行雲流水

阿島征夫、一生活者として、自由に現代の世相を評す。時には旅の記録や郷土東京の郊外昭島を紹介する。

春闘番外編がにぎやか

2019-04-06 18:34:16 | 労働
2019春闘、全体賃金増が3%にも届かず不振を極めているが、経営側主体で番外編がいろいろと出てきた。背景は人材不足、特に優秀な人材を確保(採用と流出防止の二面性)しないと企業の死活問題となる危機意識がある。しかし、落とし穴もある。
 
先ず組合の要求(0.5%のベア)の倍の回答1%アップをして、組合員に覚悟を迫った三菱UFJ銀行、ゼロ金利下で銀行の経営は厳しい。

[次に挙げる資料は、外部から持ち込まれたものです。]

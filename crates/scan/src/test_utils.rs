//! Scripted table engine for unit tests.

use std::collections::HashMap;
use std::sync::Arc;

use async_trait::async_trait;
use object_store::memory::InMemory;
use object_store::path::Path;
use object_store::ObjectStore;
use parking_lot::Mutex;
use url::Url;

use crate::kernel::arrow::{logical_arrow_schema, physical_arrow_schema};
use crate::kernel::{
    ColumnMappingMode, DeletionVectorDescriptor, EngineScan, EngineSnapshot, FileSkippingView,
    GlobalScanState, KernelResource, PrimitiveType, ScanDataIterator, ScanFile, ScanPredicate,
    SelectionVector, StorageType, StructField, StructType, TableEngine,
};
use crate::{DeltaResult, DeltaTableError};

/// Contents of a scripted table.
#[derive(Debug, Clone)]
pub(crate) struct MockTable {
    pub version: i64,
    pub schema: StructType,
    pub partition_columns: Vec<String>,
    pub column_mapping_mode: ColumnMappingMode,
    /// Batches handed out by the scan data iterator, in order.
    pub batches: Vec<Vec<ScanFile>>,
    /// Deleted-row masks keyed by `pathOrInlineDv`, `false` meaning deleted.
    pub deletion_vectors: HashMap<String, Vec<bool>>,
}

impl MockTable {
    pub fn with_batches(batches: Vec<Vec<ScanFile>>) -> Self {
        Self {
            version: 2,
            schema: StructType::new(vec![
                StructField::new("id", PrimitiveType::Long, true),
                StructField::new("part", PrimitiveType::String, true),
                StructField::new("year", PrimitiveType::Integer, true),
            ]),
            partition_columns: vec![],
            column_mapping_mode: ColumnMappingMode::None,
            batches,
            deletion_vectors: HashMap::new(),
        }
    }

    /// Table partitioned by the string column `part`.
    pub fn partitioned(batches: Vec<Vec<ScanFile>>) -> Self {
        Self {
            partition_columns: vec!["part".to_string()],
            ..Self::with_batches(batches)
        }
    }
}

pub(crate) fn scan_file(path: &str, version: i64, partition_values: &[(&str, &str)]) -> ScanFile {
    ScanFile {
        path: path.to_string(),
        size: 100,
        partition_values: partition_values
            .iter()
            .map(|(k, v)| (k.to_string(), Some(v.to_string())))
            .collect(),
        deletion_vector: None,
        version,
        num_records: None,
    }
}

pub(crate) fn dv_descriptor(key: &str) -> DeletionVectorDescriptor {
    DeletionVectorDescriptor {
        storage_type: StorageType::Inline,
        path_or_inline_dv: key.to_string(),
        offset: None,
        size_in_bytes: 0,
        cardinality: 0,
    }
}

/// Engine serving one [`MockTable`] and recording what happens to its handles.
#[derive(Debug)]
pub(crate) struct MockEngine {
    table: Arc<MockTable>,
    pub store: Arc<InMemory>,
    /// Kinds of the released handles, in release order.
    pub releases: Arc<Mutex<Vec<&'static str>>>,
    /// Predicate of every scan that was built.
    pub scans: Arc<Mutex<Vec<Option<ScanPredicate>>>>,
    null_snapshot: bool,
}

impl MockEngine {
    pub fn new(table: MockTable) -> Self {
        Self {
            table: Arc::new(table),
            store: Arc::new(InMemory::new()),
            releases: Arc::default(),
            scans: Arc::default(),
            null_snapshot: false,
        }
    }

    /// Make `open_snapshot` hand out no handle.
    pub fn with_null_snapshot(mut self) -> Self {
        self.null_snapshot = true;
        self
    }
}

#[async_trait]
impl TableEngine for MockEngine {
    async fn open_snapshot(
        &self,
        table_root: &Url,
        version: Option<i64>,
    ) -> DeltaResult<Option<Box<dyn EngineSnapshot>>> {
        if let Some(version) = version.filter(|v| *v > self.table.version) {
            return Err(DeltaTableError::VersionNotFound {
                path: table_root.to_string(),
                version,
            });
        }
        if self.null_snapshot {
            return Ok(None);
        }
        Ok(Some(Box::new(MockSnapshot {
            table: self.table.clone(),
            table_root: table_root.clone(),
            releases: self.releases.clone(),
            scans: self.scans.clone(),
        })))
    }

    async fn load_selection_vector(
        &self,
        _table_root: &Url,
        descriptor: &DeletionVectorDescriptor,
    ) -> DeltaResult<Option<Box<SelectionVector>>> {
        let mask = self
            .table
            .deletion_vectors
            .get(&descriptor.path_or_inline_dv)
            .ok_or_else(|| DeltaTableError::DeletionVector("corrupt deletion vector".into()))?;
        Ok(Some(Box::new(SelectionVector::from_bools(
            mask.iter().copied(),
        ))))
    }

    fn object_store(&self, location: &Url) -> DeltaResult<(Arc<dyn ObjectStore>, Path)> {
        let path = Path::from_url_path(location.path()).map_err(object_store::Error::from)?;
        Ok((self.store.clone(), path))
    }
}

struct MockSnapshot {
    table: Arc<MockTable>,
    table_root: Url,
    releases: Arc<Mutex<Vec<&'static str>>>,
    scans: Arc<Mutex<Vec<Option<ScanPredicate>>>>,
}

impl KernelResource for MockSnapshot {
    fn kind(&self) -> &'static str {
        "snapshot"
    }

    fn release(&mut self) {
        self.releases.lock().push(self.kind());
    }
}

impl EngineSnapshot for MockSnapshot {
    fn version(&self) -> i64 {
        self.table.version
    }

    fn table_root(&self) -> &Url {
        &self.table_root
    }

    fn schema(&self) -> &StructType {
        &self.table.schema
    }

    fn partition_columns(&self) -> &[String] {
        &self.table.partition_columns
    }

    fn column_mapping_mode(&self) -> ColumnMappingMode {
        self.table.column_mapping_mode
    }

    fn build_scan(
        &self,
        predicate: Option<ScanPredicate>,
    ) -> DeltaResult<Option<Box<dyn EngineScan>>> {
        self.scans.lock().push(predicate.clone());
        Ok(Some(Box::new(MockScan {
            table: self.table.clone(),
            table_root: self.table_root.clone(),
            predicate,
            releases: self.releases.clone(),
        })))
    }
}

struct MockScan {
    table: Arc<MockTable>,
    table_root: Url,
    predicate: Option<ScanPredicate>,
    releases: Arc<Mutex<Vec<&'static str>>>,
}

impl KernelResource for MockScan {
    fn kind(&self) -> &'static str {
        "scan"
    }

    fn release(&mut self) {
        self.releases.lock().push(self.kind());
    }
}

impl EngineScan for MockScan {
    fn global_scan_state(&self) -> DeltaResult<Option<Box<GlobalScanState>>> {
        let schema = Arc::new(self.table.schema.clone());
        Ok(Some(Box::new(GlobalScanState {
            table_root: self.table_root.clone(),
            logical_arrow_schema: logical_arrow_schema(&schema)?,
            physical_arrow_schema: physical_arrow_schema(&schema, self.table.column_mapping_mode)?,
            logical_schema: schema,
            partition_columns: self.table.partition_columns.clone(),
            column_mapping_mode: self.table.column_mapping_mode,
        })))
    }

    fn scan_data(&self) -> DeltaResult<Option<Box<dyn ScanDataIterator>>> {
        Ok(Some(Box::new(MockIterator {
            table: self.table.clone(),
            predicate: self.predicate.clone(),
            next: 0,
            releases: self.releases.clone(),
        })))
    }
}

struct MockIterator {
    table: Arc<MockTable>,
    predicate: Option<ScanPredicate>,
    next: usize,
    releases: Arc<Mutex<Vec<&'static str>>>,
}

impl KernelResource for MockIterator {
    fn kind(&self) -> &'static str {
        "scan data iterator"
    }

    fn release(&mut self) {
        self.releases.lock().push(self.kind());
    }
}

#[async_trait]
impl ScanDataIterator for MockIterator {
    async fn next_batch(&mut self) -> DeltaResult<Option<Vec<ScanFile>>> {
        let Some(batch) = self.table.batches.get(self.next) else {
            return Ok(None);
        };
        self.next += 1;
        let table = &self.table;
        Ok(Some(
            batch
                .iter()
                .filter(|file| match &self.predicate {
                    None => true,
                    Some(predicate) => predicate.may_match(&FileSkippingView {
                        schema: &table.schema,
                        partition_columns: &table.partition_columns,
                        column_mapping_mode: table.column_mapping_mode,
                        partition_values: &file.partition_values,
                        stats: None,
                    }),
                })
                .cloned()
                .collect(),
        ))
    }
}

フィンテックで競争も激しい。三菱UFJ銀全体で構造改革が必至だ。かつては大卒の大量採用の同行も採用を絞り、2023年度末まで6500人が自然減で減少する。その間、業務量の削減は3000人分となる。定型業務をITで自動化し、将来は1人あたりの負荷も軽減されるが、目先の数年は従業員減のほうが早く、負荷が掛かる。組合員に覚悟を迫った回答だ。
 
ユニクロのファーストリテーリングは現在21万円の大卒初任給を、2020年春入社で国内や海外の転勤がある職種については21%高い25万5千円にすると発表、採用予定の約650人のうち、国内外の転勤のある職種は数百人にのぼる見込み。19年春に入社した新卒社員の給料も見直すとのこと、20%を超える初任給アップは例がない。年功序列賃金だと全体の底上げにつながるからだ。積極的な海外展開を進めるために優秀な人材が欠かせないが、外資系企業や国内の大手商社などに学生をとられないよう、商社の初任給(三菱商事、三井物産と住友商事が19年春で25万5千円)を意識した額だ。18年春入社の初任給は20万6700円だから下なりのレベルと言えよう。
 
IT関連ではもっと凄いことが起きている。LINEは新卒採用で、高度な技術を持つエンジニア向けの選考コースを設けた。20年春の新卒採用では、初年度の固定年俸の最低額を700万円と、19年春の約600万円から引き上げた。通常の選考コースで採用されたエンジニアの最低額528万円に比べ、200万円近く高い。
 
初任給で数百万円単位で差をつけるのは保育士の転職支援を手掛けるスタートアップのネクストビート。19年の新卒社員から一律の初任給を撤廃し、資格やスキル、内定後のインターンでの実績などに応じ、年俸が420万~840万円の範囲で決まる。
 
勇ましい賃金増だが、落とし穴もある。処遇というのは公正でなければ全社のモラルは低下する。一部の厚遇が多数の不満を呼ぶという事例だ。ユニクロにしても一部の幹部候補生を優遇しても、大部分の非正規社員をどう処遇して行くかに気を配らないと、小売業で起きてるバイトテロみたいなこともあり得る。LINEでも、同じエンジニアで初任給を200万も差をつけるとなると、評価システムが納得性を持たないと、不満を持つとサヨナラと云うことになる。